3都市のコミュニティがクロスオーバーするJAWS-UG三都物語も、こうした関西の現状から生まれたモノといえそう。小賀さんは、「単一のツールやコミュニティでは集客も厳しいが、AWSのようなプラットフォームであれば、その上で動作するアプリケーションでも、言語でもさまざまなツールが相乗りできます。カッコイイ言い方をすれば、コミュニティ横断で運営しているという形ですが、正直言えば、そうでもしないと人が集まりにくいというのもあります」と吐露する。
プラットフォームとしてのJAWS-UGで拡がる世界
このように苦労しながら、コミュニティを続ける魅力はなにか? 小賀さんは「“仲間”と“協力者”を集めるという点においては、JAWS-UGは強力な環境を与えてくれる。JAWS-UGは知りたいことを知り、会いたい人に会うため、コミュニケーションを取るための素晴らしい環境」と語る。金春さんも「こうして小賀さんともおつきあいができたし、AWSパートナーになったことで提携話が生まれたり、長く続けていくことで メリットも出てきている」と感じている。

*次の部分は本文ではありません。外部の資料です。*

#[cfg(test)]
mod tests {
    use super::*;
    use crate::error::ErrorKind;

    fn original_layout(n_dims: usize) -> RecordLayout {
        EventSchema::new(CoordSize::Double, EventKind::MdEvent, EventDataVersion::Original)
            .unwrap()
            .layout(n_dims)
    }

    #[test]
    fn test_coord_size() {
        assert_eq!(CoordSize::from_bytes(4).unwrap(), CoordSize::Single);
        assert_eq!(CoordSize::from_bytes(8).unwrap(), CoordSize::Double);
        let err = CoordSize::from_bytes(2).unwrap_err();
        assert_eq!(err.kind(), ErrorKind::InvalidArgument);
    }

    #[test]
    fn test_kind_names() {
        assert_eq!("MDEvent".parse::<EventKind>().unwrap(), EventKind::MdEvent);
        assert_eq!("MDLeanEvent".parse::<EventKind>().unwrap(), EventKind::MdLeanEvent);
        assert!("mdevent".parse::<EventKind>().is_err());
        assert_eq!(EventKind::MdLeanEvent.to_string(), "MDLeanEvent");
    }

    #[test]
    fn test_version_numbers() {
        assert_eq!(EventDataVersion::try_from(2).unwrap(), EventDataVersion::Lean);
        assert_eq!(EventDataVersion::try_from(4).unwrap(), EventDataVersion::Original);
        assert_eq!(EventDataVersion::try_from(5).unwrap(), EventDataVersion::Goniometer);
        assert!(EventDataVersion::try_from(3).is_err());
    }

    #[test]
    fn test_schema_compatibility() {
        let mut schema = EventSchema::default();
        schema.set_event_data_version(EventDataVersion::Original).unwrap();

        let err = schema.set_data_type(4, "MDLeanEvent").unwrap_err();
        assert_eq!(err.kind(), ErrorKind::InvalidArgument);
        // Nothing changed on failure.
        assert_eq!(schema.kind(), EventKind::MdEvent);
        assert_eq!(schema.coord_size(), CoordSize::Single);

        schema.set_data_type(8, "MDEvent").unwrap();
        assert_eq!(schema.version(), EventDataVersion::Original);
        assert!(schema.set_event_data_version(EventDataVersion::Lean).is_err());

        let mut lean = EventSchema::default();
        lean.set_data_type(4, "MDLeanEvent").unwrap();
        assert_eq!(lean.version(), EventDataVersion::Lean);
        assert!(lean.set_event_data_version(EventDataVersion::Goniometer).is_err());
        assert!(lean.set_data_type(16, "MDLeanEvent").is_err());
    }

    #[test]
    fn test_column_counts() {
        let layout = original_layout(3);
        assert_eq!(layout.n_data_columns(), 8);
        assert_eq!(layout.data_event_count(), 7);
        assert_eq!(layout.row_bytes(), 56);

        let gonio = EventSchema::new(CoordSize::Single, EventKind::MdEvent, EventDataVersion::Goniometer)
            .unwrap()
            .layout(3);
        assert_eq!(gonio.n_data_columns(), 8);
        assert_eq!(gonio.data_event_count(), 8);

        let lean = EventSchema::new(CoordSize::Single, EventKind::MdLeanEvent, EventDataVersion::Lean)
            .unwrap()
            .layout(2);
        assert_eq!(lean.n_data_columns(), 4);
        assert_eq!(lean.data_event_count(), 4);
        assert_eq!(lean.row_bytes(), 16);
    }

    #[test]
    fn test_adjust_read_inserts_goniometer_index() {
        let layout = original_layout(2);
        // Two records of: signal, error², run, detector, x, y
        let disk = vec![1.0, 2.0, 3.0, 4.0, 5.0, 6.0, 11.0, 12.0, 13.0, 14.0, 15.0, 16.0];
        let memory = layout.adjust_event_data_block(disk, Direction::Read).unwrap();
        assert_eq!(
            memory,
            vec![1.0, 2.0, 3.0, 0.0, 4.0, 5.0, 6.0, 11.0, 12.0, 13.0, 0.0, 14.0, 15.0, 16.0]
        );
    }

    #[test]
    fn test_adjust_read_then_write_is_identity() {
        let layout = original_layout(3);
        let disk: Vec<f64> = (0..70).map(f64::from).collect();
        let memory = layout
            .adjust_event_data_block(disk.clone(), Direction::Read)
            .unwrap();
        assert_eq!(memory.len(), 80);
        let back = layout.adjust_event_data_block(memory, Direction::Write).unwrap();
        assert_eq!(back, disk);
    }

    #[test]
    fn test_adjust_is_noop_for_goniometer() {
        let layout = EventSchema::new(CoordSize::Double, EventKind::MdEvent, EventDataVersion::Goniometer)
            .unwrap()
            .layout(1);
        let block = vec![1.0, 2.0, 3.0, 4.0, 5.0, 6.0];
        assert_eq!(
            layout.adjust_event_data_block(block.clone(), Direction::Read).unwrap(),
            block
        );
        assert_eq!(
            layout.adjust_event_data_block(block.clone(), Direction::Write).unwrap(),
            block
        );
    }

    #[test]
    fn test_adjust_rejects_partial_records() {
        let layout = original_layout(2);
        let err = layout
            .adjust_event_data_block(vec![1.0; 7], Direction::Read)
            .unwrap_err();
        assert_eq!(err.kind(), ErrorKind::InvalidArgument);
        assert!(layout.adjust_event_data_block(vec![1.0; 6], Direction::Write).is_err());
    }

    #[test]
    fn test_direction_parse() {
        assert_eq!("READ".parse::<Direction>().unwrap(), Direction::Read);
        assert_eq!("write".parse::<Direction>().unwrap(), Direction::Write);
        assert!("SIDEWAYS".parse::<Direction>().is_err());
    }

    #[test]
    fn test_encode_decode_single_precision_narrows() {
        let layout = EventSchema::new(CoordSize::Single, EventKind::MdLeanEvent, EventDataVersion::Lean)
            .unwrap()
            .layout(2);
        let block = vec![1.0, 0.5, 0.1, 1.0e-9];
        let bytes = layout.encode_block(&block).unwrap();
        assert_eq!(bytes.len(), 16);
        let decoded = layout.decode_block(&bytes).unwrap();
        assert_eq!(decoded[0], 1.0);
        assert_eq!(decoded[1], 0.5);
        // 0.1 is not representable exactly in f32.
        assert_ne!(decoded[2], 0.1);
        assert!((decoded[2] - 0.1).abs() < 1e-7);
    }

    #[test]
    fn test_encode_original_drops_column() {
        let layout = original_layout(1);
        let memory = vec![1.0, 2.0, 3.0, 9.0, 4.0, 5.0];
        let bytes = layout.encode_block(&memory).unwrap();
        assert_eq!(bytes.len(), 5 * 8);
        let decoded = layout.decode_block(&bytes).unwrap();
        // The goniometer index is not persisted in this format.
        assert_eq!(decoded, vec![1.0, 2.0, 3.0, 0.0, 4.0, 5.0]);
    }
}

こうしたプラットフォームを活かせば、従来型の開発プロジェクトとは異なる世界ができるかもしれないと小賀さんは夢想する。「特定の技術に長けた会社や職人同士を組み合わせ、『今回はあいつとあいつだ!』みたいな必殺仕事人のような開発プロジェクトが実現できるかもしれない」(小賀さん)。
一方で、新しい血がどんどん入ってくるのも大きな魅力。「先日はChefの勉強会に高校生が来たりした。(EC2の課金が)クレジットカード困らないの?とか、聞いちゃいました(笑)。高知のコミュニティにも大学生が何人かいますね」(小賀氏)。高校生はさすがに珍しいが、クラウドネイティブの世代がどんどんコミュニティに参加し、新しいコミュニケーションが生まれつつある。既存の企業や教育機関とは異なる価値観をコミュニティから得ることで、 未来は確実に変わるだろう。
お二方に今後やりたいことを聞いたところ、金春さんは「AWS認定試験の会場を大阪にも持ってきてもらうこと。AWSの認定プロフェッショナルやパートナーが少ないので、勉強会をやって、関西のエンジニアを底上げしたい」という答えが返ってきた。一方の小賀さんは「AWS Marketplaceが面白い。技術的なことを知らなくても、自動販売機で選ぶようにスピーディーにサービスを展開できる。自分たちのプロダクトも、海外でもっと使ってもらえると、夢が広がる」と語る。